- Opening Delimiter -

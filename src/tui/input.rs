use crossterm::event::{
    self, Event, KeyCode, KeyEvent, KeyEventKind, KeyModifiers, MouseButton, MouseEvent,
    MouseEventKind,
};
use ratatui::prelude::*;
use std::io;

use super::app::App;
use super::ui;
use cellgrid_core::EditEvent;

fn handle_mouse_event(app: &mut App, terminal_area: Rect, mouse: MouseEvent) {
    if mouse.kind != MouseEventKind::Down(MouseButton::Left) {
        return;
    }

    let [_formula_area, grid_area, _status_area] = ui::split_main_chunks(terminal_area);
    if let Some(cell) = ui::grid_cell_at(app, grid_area, mouse.column, mouse.row) {
        app.click(cell);
    }
}

fn handle_edit_key(app: &mut App, key: KeyEvent) {
    match key.code {
        KeyCode::Enter => app.commit_and_move(0, 1),
        KeyCode::Tab => app.commit_and_move(1, 0),
        KeyCode::Esc => {
            app.edit(EditEvent::Cancel);
            app.status_message.clear();
        }
        KeyCode::Backspace => app.edit(EditEvent::Backspace),
        KeyCode::Delete => app.edit(EditEvent::Delete),
        KeyCode::Left => app.edit(EditEvent::MoveLeft),
        KeyCode::Right => app.edit(EditEvent::MoveRight),
        KeyCode::Home => app.edit(EditEvent::Home),
        KeyCode::End => app.edit(EditEvent::End),
        KeyCode::Char(ch) => app.edit(EditEvent::Insert(ch)),
        _ => {}
    }
}

fn handle_normal_key(app: &mut App, key: KeyEvent) {
    match key.code {
        KeyCode::Char('c') if key.modifiers.contains(KeyModifiers::CONTROL) => {
            app.should_quit = true;
        }
        KeyCode::Char('q') => app.should_quit = true,
        KeyCode::Left | KeyCode::Char('h') => app.move_cursor(-1, 0),
        KeyCode::Right | KeyCode::Char('l') => app.move_cursor(1, 0),
        KeyCode::Up | KeyCode::Char('k') => app.move_cursor(0, -1),
        KeyCode::Down | KeyCode::Char('j') => app.move_cursor(0, 1),
        KeyCode::Tab => app.move_cursor(1, 0),
        KeyCode::Enter | KeyCode::F(2) | KeyCode::Char('i') => app.begin_edit(),
        KeyCode::Delete | KeyCode::Backspace => app.clear_current(),
        _ => {}
    }
}

fn handle_key_event(app: &mut App, key: KeyEvent) {
    if app.is_editing() {
        handle_edit_key(app, key);
    } else {
        handle_normal_key(app, key);
    }
}

pub fn run_app<B: Backend>(terminal: &mut Terminal<B>, app: &mut App) -> io::Result<()> {
    while !app.should_quit {
        terminal.draw(|f| ui::draw(f, app))?;

        match event::read()? {
            // Only process key press events (Windows reports Press + Release)
            Event::Key(key) if key.kind == KeyEventKind::Press => handle_key_event(app, key),
            Event::Mouse(mouse) => {
                let size = terminal.size()?;
                let terminal_area = Rect::new(0, 0, size.width, size.height);
                handle_mouse_event(app, terminal_area, mouse);
            }
            _ => {}
        }
    }
    Ok(())
}
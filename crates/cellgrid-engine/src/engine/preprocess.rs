//! Formula preprocessing.
//!
//! Formulas are written against cell names; Rhai sees function calls:
//!
//! - `A0` -> `CELL(0, 0)` (numeric value)
//! - `@A0` -> `VALUE(0, 0)` (typed value)
//! - `SUM(A0:B3)` -> `SUM_RANGE(0, 0, 1, 3)` (col, row, col, row)
//! - `ROW()` / `COL()` -> the evaluating cell's row digit / 1-based column
//!
//! Text inside string literals is never rewritten.

use regex::{Captures, Regex};
use std::sync::OnceLock;

use super::cell_ref::CellRef;

/// Rewrite a formula into an evaluable Rhai script.
pub fn preprocess_script(script: &str) -> String {
    preprocess_script_with_context(script, None)
}

/// Rewrite a formula, resolving `ROW()`/`COL()` against `context`.
pub fn preprocess_script_with_context(script: &str, context: Option<&CellRef>) -> String {
    map_outside_strings(script, |seg| {
        let seg = replace_ranges(seg);
        let seg = match context {
            Some(cell_ref) => {
                let seg = row_fn_re().replace_all(&seg, cell_ref.row.to_string());
                col_fn_re()
                    .replace_all(&seg, (cell_ref.col + 1).to_string())
                    .to_string()
            }
            None => seg,
        };
        replace_cell_refs(&seg)
    })
}

fn replace_ranges(seg: &str) -> String {
    crate::builtins::range_fn_re()
        .replace_all(seg, |caps: &Captures| {
            let (Some(rhai_name), Some(start), Some(end)) = (
                crate::builtins::range_rhai_name(&caps[1]),
                CellRef::from_str(&caps[2]),
                CellRef::from_str(&caps[3]),
            ) else {
                return caps[0].to_string();
            };
            format!(
                "{}({}, {}, {}, {})",
                rhai_name, start.col, start.row, end.col, end.row
            )
        })
        .to_string()
}

fn replace_cell_refs(seg: &str) -> String {
    let seg = value_ref_re().replace_all(seg, |caps: &Captures| match CellRef::from_str(&caps[1]) {
        Some(cr) => format!("VALUE({}, {})", cr.col, cr.row),
        None => caps[0].to_string(),
    });
    super::deps::cell_ref_re()
        .replace_all(&seg, |caps: &Captures| match CellRef::from_str(&caps[1]) {
            Some(cr) => format!("CELL({}, {})", cr.col, cr.row),
            None => caps[0].to_string(),
        })
        .to_string()
}

/// Apply `f` to every segment of `script` that is outside a string literal.
fn map_outside_strings(script: &str, f: impl Fn(&str) -> String) -> String {
    let bytes = script.as_bytes();
    let mut out = String::with_capacity(script.len());
    let mut seg_start = 0;
    let mut in_string = false;
    let mut backslashes = 0usize;

    for (i, &b) in bytes.iter().enumerate() {
        if in_string {
            if b == b'\\' {
                backslashes += 1;
                continue;
            }
            if b == b'"' && backslashes % 2 == 0 {
                out.push_str(&script[seg_start..=i]);
                in_string = false;
                seg_start = i + 1;
            }
            backslashes = 0;
        } else if b == b'"' {
            out.push_str(&f(&script[seg_start..i]));
            in_string = true;
            seg_start = i;
            backslashes = 0;
        }
    }

    if seg_start < script.len() {
        if in_string {
            out.push_str(&script[seg_start..]);
        } else {
            out.push_str(&f(&script[seg_start..]));
        }
    }

    out
}

fn value_ref_re() -> &'static Regex {
    static RE: OnceLock<Regex> = OnceLock::new();
    RE.get_or_init(|| Regex::new(r"@([A-Za-z][0-9])\b").expect("typed reference regex must compile"))
}

fn row_fn_re() -> &'static Regex {
    static RE: OnceLock<Regex> = OnceLock::new();
    RE.get_or_init(|| Regex::new(r"\bROW\(\s*\)").expect("ROW() regex must compile"))
}

fn col_fn_re() -> &'static Regex {
    static RE: OnceLock<Regex> = OnceLock::new();
    RE.get_or_init(|| Regex::new(r"\bCOL\(\s*\)").expect("COL() regex must compile"))
}

#[cfg(test)]
mod tests {
    use super::*;

    #[test]
    fn test_preprocess_plain_and_typed_refs() {
        assert_eq!(preprocess_script("A0 + b1"), "CELL(0, 0) + CELL(1, 1)");
        assert_eq!(preprocess_script("len(@Z9)"), "len(VALUE(25, 9))");
    }

    #[test]
    fn test_preprocess_ranges() {
        assert_eq!(
            preprocess_script("SUM(A0:B3) / COUNT(A0:A3)"),
            "SUM_RANGE(0, 0, 1, 3) / COUNT_RANGE(0, 0, 0, 3)"
        );
    }

    #[test]
    fn test_preprocess_leaves_strings_alone() {
        assert_eq!(
            preprocess_script(r#"CONCAT("A0 \"B1\"", @C2)"#),
            r#"CONCAT("A0 \"B1\"", VALUE(2, 2))"#
        );
    }

    #[test]
    fn test_preprocess_leaves_ranges_in_strings_alone() {
        assert_eq!(
            preprocess_script(r#""SUM(A1:A2)" + SUM(A1:A2)"#),
            r#""SUM(A1:A2)" + SUM_RANGE(0, 1, 0, 2)"#
        );
    }

    #[test]
    fn test_preprocess_row_col_with_context() {
        let ctx = CellRef::new(2, 7);
        assert_eq!(
            preprocess_script_with_context("ROW() * 10 + COL()", Some(&ctx)),
            "7 * 10 + 3"
        );
        assert_eq!(preprocess_script("ROW()"), "ROW()");
    }

    #[test]
    fn test_preprocess_ignores_out_of_grid_names() {
        assert_eq!(preprocess_script("A10 + x1y"), "A10 + x1y");
    }
}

- Closing Delimiter -

▸ Exercise goal
If the word "Some" appears in a line above, copy that line.

▸ Result of this exercise
    if let Some(cell) = ui::grid_cell_at(app, grid_area, mouse.column, mouse.row) {
            Some(cell_ref) => {
            let (Some(rhai_name), Some(start), Some(end)) = (
        Some(cr) => format!("VALUE({}, {})", cr.col, cr.row),
            Some(cr) => format!("CELL({}, {})", cr.col, cr.row),
            preprocess_script_with_context("ROW() * 10 + COL()", Some(&ctx)),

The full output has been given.